What is needed -
Beginning with the first line of the entries below, quote each line until you reach and include the line with "size: style.size as".

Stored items
========================================================================

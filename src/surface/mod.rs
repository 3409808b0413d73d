//! The render surface: a pure projection of a [`StyleModel`] onto a sized
//! visual tree.
//!
//! A [`Surface`] keeps the requested glyph sizes and resolves them against
//! its viewport only when realized, so the same projection can be re-sized
//! for an export ([`Surface::with_viewport`]) without going back to the
//! model. Realizations live in [`svg`](self::svg) and are byte-identical for
//! identical inputs.
//!
//! # Example
//!
//! ```
//! use logo_forge::{IconCatalog, SizePx, StyleModel, Surface};
//!
//! let surface = Surface::project(&StyleModel::default(), IconCatalog::global(), SizePx::square(320));
//! assert!(surface.to_svg().starts_with("<svg"));
//! ```

pub mod gradient;
pub mod svg;

pub use gradient::{Fill, GradientCoords, LinearGradient};

use crate::color::Color;
use crate::geometry::SizePx;
use crate::icon::{ICON_GRID, IconCatalog};
use crate::style::{CornerRadius, FontFamily, IconStyle, ShadowLevel, StyleModel, Subject, TextStyle};

/// Edge length of the interactive preview.
pub const PREVIEW_SIZE: u32 = 320;

/// Largest icon edge, as a fraction of the surface's shorter side.
pub const ICON_MAX_RATIO: f32 = 0.8;
/// Largest font size, as a fraction of the surface's shorter side.
pub const FONT_MAX_RATIO: f32 = 0.4;

/// Lightness removed from the background color to tint the drop shadow.
const SHADOW_DARKEN: f32 = 0.5;

// ============================================================================
// Glyphs
// ============================================================================

/// A catalog icon with its paint.
#[derive(Debug, Clone, PartialEq)]
pub struct IconGlyph {
    pub name: &'static str,
    /// SVG children on the 24x24 icon grid.
    pub body: &'static str,
    /// Requested edge length before clamping.
    pub size: f32,
    pub rotation_degrees: f32,
    pub stroke_width: f32,
    pub stroke_scales_with_size: bool,
    pub stroke: Color,
    pub fill: Color,
    pub opacity: f32,
}

impl IconGlyph {
    fn from_style(style: &IconStyle, catalog: &IconCatalog) -> Option<Self> {
        let def = catalog.get(style.icon.as_ref()?)?;
        Some(Self {
            name: def.name,
            body: def.body,
            size: style.size as f32,
            rotation_degrees: style.rotation_degrees,
            stroke_width: style.stroke_width,
            stroke_scales_with_size: style.stroke_scales_with_size,
            stroke: style.stroke_color,
            fill: style.fill_color,
            opacity: style.opacity.clamp(0.0, 1.0),
        })
    }

    /// Stroke width in icon-grid units for an icon drawn `rendered` pixels wide.
    ///
    /// A non-scaling stroke keeps its pixel width, so it is converted back
    /// into grid units.
    pub fn grid_stroke_width(&self, rendered: f32) -> f32 {
        if self.stroke_scales_with_size || rendered <= 0.0 {
            self.stroke_width
        } else {
            self.stroke_width * ICON_GRID as f32 / rendered
        }
    }
}

/// A short text glyph.
#[derive(Debug, Clone, PartialEq)]
pub struct TextGlyph {
    pub text: String,
    /// Requested size before clamping.
    pub font_size: f32,
    pub font_weight: u16,
    pub color: Color,
    pub border_width: f32,
    pub border_color: Color,
    pub font_family: FontFamily,
}

impl TextGlyph {
    fn from_style(style: &TextStyle) -> Self {
        Self {
            text: style.text.clone(),
            font_size: style.font_size as f32,
            font_weight: style.font_weight,
            color: style.text_color,
            border_width: style.border_width.max(0.0),
            border_color: style.border_color,
            font_family: style.font_family,
        }
    }
}

/// A Twemoji asset standing in for a single-emoji text subject.
#[cfg(feature = "twemoji")]
#[derive(Debug, Clone, PartialEq)]
pub struct EmojiGlyph {
    pub emoji: String,
    /// Complete SVG document of the asset.
    pub svg: &'static str,
    /// Requested size before clamping.
    pub size: f32,
}

#[cfg(feature = "twemoji")]
impl EmojiGlyph {
    fn lookup(style: &TextStyle) -> Option<Self> {
        use twemoji_assets::svg::SvgTwemojiAsset;

        let asset = SvgTwemojiAsset::from_emoji(&style.text)?;
        let svg: &'static str = asset.as_ref();
        Some(Self {
            emoji: style.text.clone(),
            svg,
            size: style.font_size as f32,
        })
    }
}

/// What is drawn on top of the background.
#[derive(Debug, Clone, PartialEq)]
pub enum Content {
    /// No icon selected, or the selected icon is not in the catalog.
    Empty,
    Icon(IconGlyph),
    Text(TextGlyph),
    #[cfg(feature = "twemoji")]
    Emoji(EmojiGlyph),
}

impl Content {
    fn project(subject: &Subject, catalog: &IconCatalog) -> Self {
        match subject {
            Subject::Icon(style) => IconGlyph::from_style(style, catalog)
                .map(Self::Icon)
                .unwrap_or(Self::Empty),
            Subject::Text(style) => {
                #[cfg(feature = "twemoji")]
                {
                    if let Some(emoji) = EmojiGlyph::lookup(style) {
                        return Self::Emoji(emoji);
                    }
                }
                Self::Text(TextGlyph::from_style(style))
            }
        }
    }
}

// ============================================================================
// Shadow
// ============================================================================

/// A drop shadow below the glyph, in pixels at the surface's own scale.
#[derive(Debug, Clone, Copy, PartialEq)]
pub struct DropShadow {
    pub dy: f32,
    pub std_deviation: f32,
    pub color: Color,
    pub opacity: f32,
}

/// Offset, blur deviation and opacity of each level on a 320px preview.
fn shadow_metrics(level: ShadowLevel) -> Option<(f32, f32, f32)> {
    match level {
        ShadowLevel::None | ShadowLevel::Inner => None,
        ShadowLevel::Sm => Some((1.0, 1.0, 0.05)),
        ShadowLevel::Md => Some((4.0, 3.0, 0.1)),
        ShadowLevel::Lg => Some((10.0, 7.5, 0.1)),
        ShadowLevel::Xl => Some((20.0, 12.5, 0.1)),
        ShadowLevel::Xxl => Some((25.0, 25.0, 0.25)),
    }
}

// ============================================================================
// Surface
// ============================================================================

/// A projected design at a given viewport size.
#[derive(Debug, Clone, PartialEq)]
pub struct Surface {
    viewport: SizePx,
    fill: Fill,
    corner_radius: CornerRadius,
    padding: u32,
    shadow: ShadowLevel,
    shadow_tint: Color,
    content: Content,
}

impl Surface {
    /// Projects `model` onto a `viewport`-sized surface.
    pub fn project(model: &StyleModel, catalog: &IconCatalog, viewport: SizePx) -> Self {
        let fill = Fill::resolve(&model.background);
        let subject_radius = model.subject.corner_radius();
        let corner_radius = if subject_radius.is_zero() {
            model.background.corner_radius
        } else {
            subject_radius
        };

        Self {
            viewport,
            fill,
            corner_radius,
            padding: model.background.padding,
            shadow: model.background.shadow,
            shadow_tint: fill.base_color().darken(SHADOW_DARKEN),
            content: Content::project(&model.subject, catalog),
        }
    }

    /// The same projection realized at another size.
    pub fn with_viewport(&self, viewport: SizePx) -> Self {
        Self {
            viewport,
            ..self.clone()
        }
    }

    pub fn viewport(&self) -> SizePx {
        self.viewport
    }

    pub fn fill(&self) -> &Fill {
        &self.fill
    }

    pub fn content(&self) -> &Content {
        &self.content
    }

    /// Padding as styled on the 320px preview.
    pub fn padding(&self) -> u32 {
        self.padding
    }

    /// Padding in pixels at this viewport.
    pub fn padding_px(&self) -> f32 {
        self.padding as f32 * self.scale()
    }

    /// Shorter side of the box left inside the padding.
    pub fn content_side_px(&self) -> f32 {
        (self.viewport.min_side() as f32 - 2.0 * self.padding_px()).max(0.0)
    }

    pub fn shadow_level(&self) -> ShadowLevel {
        self.shadow
    }

    fn scale(&self) -> f32 {
        self.viewport.min_side() as f32 / PREVIEW_SIZE as f32
    }

    /// Corner radius in pixels, capped at half the shorter side.
    pub fn corner_radius_px(&self) -> f32 {
        self.corner_radius.resolve(self.viewport.min_side() as f32)
    }

    /// The drop shadow scaled to this viewport, if the level draws one.
    pub fn drop_shadow(&self) -> Option<DropShadow> {
        let (dy, std_deviation, opacity) = shadow_metrics(self.shadow)?;
        let scale = self.scale();
        Some(DropShadow {
            dy: dy * scale,
            std_deviation: std_deviation * scale,
            color: self.shadow_tint,
            opacity,
        })
    }

    /// Rendered icon edge length after clamping to the surface and the
    /// padded content box.
    pub fn icon_size_px(&self, glyph: &IconGlyph) -> f32 {
        glyph
            .size
            .min(self.viewport.min_side() as f32 * ICON_MAX_RATIO)
            .min(self.content_side_px())
            .max(0.0)
    }

    /// Rendered font size after clamping to the surface and the padded
    /// content box.
    pub fn font_size_px(&self, requested: f32) -> f32 {
        requested
            .min(self.viewport.min_side() as f32 * FONT_MAX_RATIO)
            .min(self.content_side_px())
            .max(0.0)
    }
}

========================================================================

Answer section -
filename src/surface/mod.rs
repository 3409808b0413d73d
//! The render surface: a pure projection of a [`StyleModel`] onto a sized
//! visual tree.
//!
//! A [`Surface`] keeps the requested glyph sizes and resolves them against
//! its viewport only when realized, so the same projection can be re-sized
//! for an export ([`Surface::with_viewport`]) without going back to the
//! model. Realizations live in [`svg`](self::svg) and are byte-identical for
//! identical inputs.
//!
//! # Example
//!
//! ```
//! use logo_forge::{IconCatalog, SizePx, StyleModel, Surface};
//!
//! let surface = Surface::project(&StyleModel::default(), IconCatalog::global(), SizePx::square(320));
//! assert!(surface.to_svg().starts_with("<svg"));
//! ```

pub mod gradient;
pub mod svg;

pub use gradient::{Fill, GradientCoords, LinearGradient};

use crate::color::Color;
use crate::geometry::SizePx;
use crate::icon::{ICON_GRID, IconCatalog};
use crate::style::{CornerRadius, FontFamily, IconStyle, ShadowLevel, StyleModel, Subject, TextStyle};

/// Edge length of the interactive preview.
pub const PREVIEW_SIZE: u32 = 320;

/// Largest icon edge, as a fraction of the surface's shorter side.
pub const ICON_MAX_RATIO: f32 = 0.8;
/// Largest font size, as a fraction of the surface's shorter side.
pub const FONT_MAX_RATIO: f32 = 0.4;

/// Lightness removed from the background color to tint the drop shadow.
const SHADOW_DARKEN: f32 = 0.5;

// ============================================================================
// Glyphs
// ============================================================================

/// A catalog icon with its paint.
#[derive(Debug, Clone, PartialEq)]
pub struct IconGlyph {
    pub name: &'static str,
    /// SVG children on the 24x24 icon grid.
    pub body: &'static str,
    /// Requested edge length before clamping.
    pub size: f32,
    pub rotation_degrees: f32,
    pub stroke_width: f32,
    pub stroke_scales_with_size: bool,
    pub stroke: Color,
    pub fill: Color,
    pub opacity: f32,
}

impl IconGlyph {
    fn from_style(style: &IconStyle, catalog: &IconCatalog) -> Option<Self> {
        let def = catalog.get(style.icon.as_ref()?)?;
        Some(Self {
            name: def.name,
            body: def.body,
            size: style.size as f32,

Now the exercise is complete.